Capitol reporter Mary Wilson covers Pennsylvania politics and issues at the Pennsylvania state capitol.
Republican Gov. Tom Corbett's plan to overhaul Medicaid and expand federally subsidized private health care is causing a bit of a rift in his own party.
Some pro-expansion Republicans in the Legislature have voiced support for the governor's plan - among them, Senate Majority Leader Dominic Pileggi. The state Republican Party has also expressed its support.
But House GOP leaders haven't come down on either side of the Medicaid plan, and opposition is coming from one reliable critic: Rep. Daryl Metcalfe (R-Butler), who is calling the governor's "HealthyPA" plan a political stunt.
"The governor is not going to get away with, at this point in his term, coming out and making this type of a proposal and thinking that it's going to save him in next year's elections," said Metcalfe at a press conference at the Capitol Tuesday. He has been the de facto leader of a smaller hard-right contingent within the House GOP that has opposed Medicaid expansion and new funding for transportation infrastructure.
So far, Metcalfe has been alone in his statements against the governor's plan - at least, among House Republicans. None joined him at the press conference, though Metcalfe said that was due to his desire to keep the focus on two Arkansas legislators who flew in yesterday to explain their concerns about a similar health care coverage expansion plan submitted by their state's governor and approved by the legislature there. They were brought to Harrisburg by Americans for Prosperity, the conservative advocacy group.
Corbett's administration says his proposed changes to Pennsylvania's Medicaid program, and creation of federally-subsidized private health coverage options, do not require legislative approval - only a green light from federal officials.
Metcalfe said he thinks the Legislature should be given a chance to vote on the plan, which he insists is an expansion, even if Corbett doesn't use the same language.

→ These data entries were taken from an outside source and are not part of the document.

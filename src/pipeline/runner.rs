use futures::FutureExt;
use std::any::Any;
use std::panic::AssertUnwindSafe;
use std::sync::Arc;
use tracing::trace;

use crate::domain::Verdict;
use crate::error::{BoxError, RulePanic, Unauthorized, UNKNOWN_RULE};
use crate::rules::RuleSet;

/// Evaluate `rules` in declaration order against shared parameters and context.
///
/// Each rule runs to completion before the next one starts. Rules that
/// return the empty sentinel are left out of the verdict. The first failing
/// rule stops the run and the failure is attributed to it; no partial verdict
/// is returned.
pub async fn run<P, C>(
    params: Arc<P>,
    context: Option<Arc<C>>,
    rules: &RuleSet<P, C>,
) -> Result<Verdict, Unauthorized> {
    let mut verdict = Verdict::new();
    let mut current: Option<&str> = None;

    for rule in rules {
        // Must be set before the evaluator is called.
        current = Some(rule.name());

        let params = Arc::clone(&params);
        let context = context.clone();
        let outcome = AssertUnwindSafe(async move { rule.evaluate(params, context).await })
            .catch_unwind()
            .await;

        match outcome {
            Ok(Ok(Some(value))) => {
                trace!(rule = rule.name(), "rule produced a value");
                verdict.insert(rule.name(), value);
            }
            Ok(Ok(None)) => {
                trace!(rule = rule.name(), "rule produced no value");
            }
            Ok(Err(reason)) => return Err(attribute(current, reason)),
            Err(payload) => return Err(attribute(current, panic_reason(payload))),
        }
    }

    Ok(verdict)
}

/// Wrap a failure with the name of the rule that was executing.
fn attribute(current: Option<&str>, reason: BoxError) -> Unauthorized {
    let rule = current.unwrap_or(UNKNOWN_RULE);
    trace!(rule, error = %reason, "rule failed");
    Unauthorized::new(rule, reason)
}

/// Coerce a panic payload into an error carrying its message.
fn panic_reason(payload: Box<dyn Any + Send>) -> BoxError {
    let message = if let Some(s) = payload.downcast_ref::<&str>() {
        (*s).to_string()
    } else if let Some(s) = payload.downcast_ref::<String>() {
        s.clone()
    } else {
        "non-string panic payload".to_string()
    };

    Box::new(RulePanic(message))
}

#[cfg(test)]
mod tests {
    use super::*;
    use crate::error::AUTHORIZATION_FAILED;
    use crate::rules::{rule, rule_fn, Rule};
    use parking_lot::Mutex;
    use serde_json::json;
    use std::io;
    use std::time::Duration;

    type Probe = Arc<Mutex<Vec<&'static str>>>;

    fn recording(name: &'static str, probe: &Probe) -> Rule<()> {
        let probe = Arc::clone(probe);
        rule_fn(name, move |_, _| {
            probe.lock().push(name);
            Ok(name)
        })
    }

    #[tokio::test]
    async fn test_empty_ruleset_succeeds() {
        let verdict = run(Arc::new(()), None::<Arc<()>>, &RuleSet::empty())
            .await
            .unwrap();
        assert!(verdict.is_empty());
    }

    #[tokio::test]
    async fn test_rules_run_in_declaration_order() {
        let probe = Probe::default();
        let rules = RuleSet::new(vec![
            recording("c", &probe),
            recording("a", &probe),
            recording("b", &probe),
        ])
        .unwrap();

        let verdict = run(Arc::new(()), None, &rules).await.unwrap();

        assert_eq!(*probe.lock(), vec!["c", "a", "b"]);
        assert_eq!(verdict.len(), 3);
        assert_eq!(verdict.get("a"), Some(&json!("a")));
    }

    #[tokio::test]
    async fn test_empty_outputs_are_skipped() {
        let rules: RuleSet<()> = RuleSet::new(vec![
            rule_fn("void", |_, _| Ok(())),
            rule_fn("none", |_, _| Ok(None::<String>)),
            rule_fn("null", |_, _| Ok(serde_json::Value::Null)),
            rule_fn("flag", |_, _| Ok(false)),
        ])
        .unwrap();

        let verdict = run(Arc::new(()), None, &rules).await.unwrap();

        assert!(!verdict.contains("void"));
        assert!(!verdict.contains("none"));
        assert_eq!(verdict.get("null"), Some(&serde_json::Value::Null));
        assert_eq!(verdict.get("flag"), Some(&json!(false)));
    }

    #[tokio::test]
    async fn test_failure_stops_later_rules() {
        let probe = Probe::default();
        let rules = RuleSet::new(vec![
            recording("first", &probe),
            rule_fn("a", |_, _| -> Result<(), BoxError> {
                Err(Box::new(io::Error::other("x")))
            }),
            recording("b", &probe),
        ])
        .unwrap();

        let err = run(Arc::new(()), None, &rules).await.unwrap_err();

        assert_eq!(err.rule(), "a");
        assert_eq!(err.to_string(), AUTHORIZATION_FAILED);
        assert_eq!(err.downcast_reason::<io::Error>().unwrap().to_string(), "x");
        assert_eq!(*probe.lock(), vec!["first"]);
    }

    #[tokio::test]
    async fn test_async_rules_are_sequential() {
        let probe = Probe::default();
        let slow_probe = Arc::clone(&probe);
        let slow: Rule<()> = rule("slow", move |_, _| {
            let probe = Arc::clone(&slow_probe);
            async move {
                tokio::time::sleep(Duration::from_millis(20)).await;
                probe.lock().push("slow");
                Ok::<_, BoxError>(())
            }
        });
        let rules = RuleSet::new(vec![slow, recording("fast", &probe)]).unwrap();

        run(Arc::new(()), None, &rules).await.unwrap();

        assert_eq!(*probe.lock(), vec!["slow", "fast"]);
    }

    #[tokio::test]
    async fn test_async_rejection_is_attributed() {
        let rules: RuleSet<()> = RuleSet::new(vec![rule("remote", |_, _| async {
            tokio::task::yield_now().await;
            Err::<(), BoxError>("upstream unavailable".into())
        })])
        .unwrap();

        let err = run(Arc::new(()), None, &rules).await.unwrap_err();

        assert_eq!(err.rule(), "remote");
        assert_eq!(err.reason().to_string(), "upstream unavailable");
    }

    #[tokio::test]
    async fn test_panicking_rule_is_attributed() {
        let rules: RuleSet<()> = RuleSet::new(vec![
            rule_fn("ok", |_, _| Ok(true)),
            rule_fn("boom", |_, _| -> Result<(), BoxError> { panic!("kaboom") }),
        ])
        .unwrap();

        let err = run(Arc::new(()), None, &rules).await.unwrap_err();

        assert_eq!(err.rule(), "boom");
        let panic = err.downcast_reason::<RulePanic>().unwrap();
        assert_eq!(panic.0, "kaboom");
    }

    #[tokio::test]
    async fn test_rules_share_params_and_context() {
        let rules: RuleSet<String, String> = RuleSet::new(vec![
            rule_fn("param", |p: &String, _| Ok(p.clone())),
            rule_fn("ctx", |_, c: Option<&String>| Ok(c.cloned())),
        ])
        .unwrap();

        let verdict = run(
            Arc::new("U1".to_string()),
            Some(Arc::new("acme".to_string())),
            &rules,
        )
        .await
        .unwrap();

        assert_eq!(verdict.get("param"), Some(&json!("U1")));
        assert_eq!(verdict.get("ctx"), Some(&json!("acme")));
    }

    #[test]
    fn test_attribute_without_current_rule() {
        let err = attribute(None, "lost".into());
        assert_eq!(err.rule(), UNKNOWN_RULE);
    }
}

"The governor can call it whatever he likes, he can say it's not Medicaid expansion, but at the end of the day, everybody who's honest with themselves has to admit that this is expanding welfare in Pennsylvania," Metcalfe said.
When asked about the governor's motivations, Metcalfe retrenched on his accusations that they're purely political.
"I don't think there's any other reason for him to do it," Metcalfe said. "Why in the world would a Republican governor move us in the direction of having one in four people on government-paid-for health insurance? To expand the welfare state to that extreme, to expand the welfare state, why would the governor do it unless he saw a benefit for himself in the future?"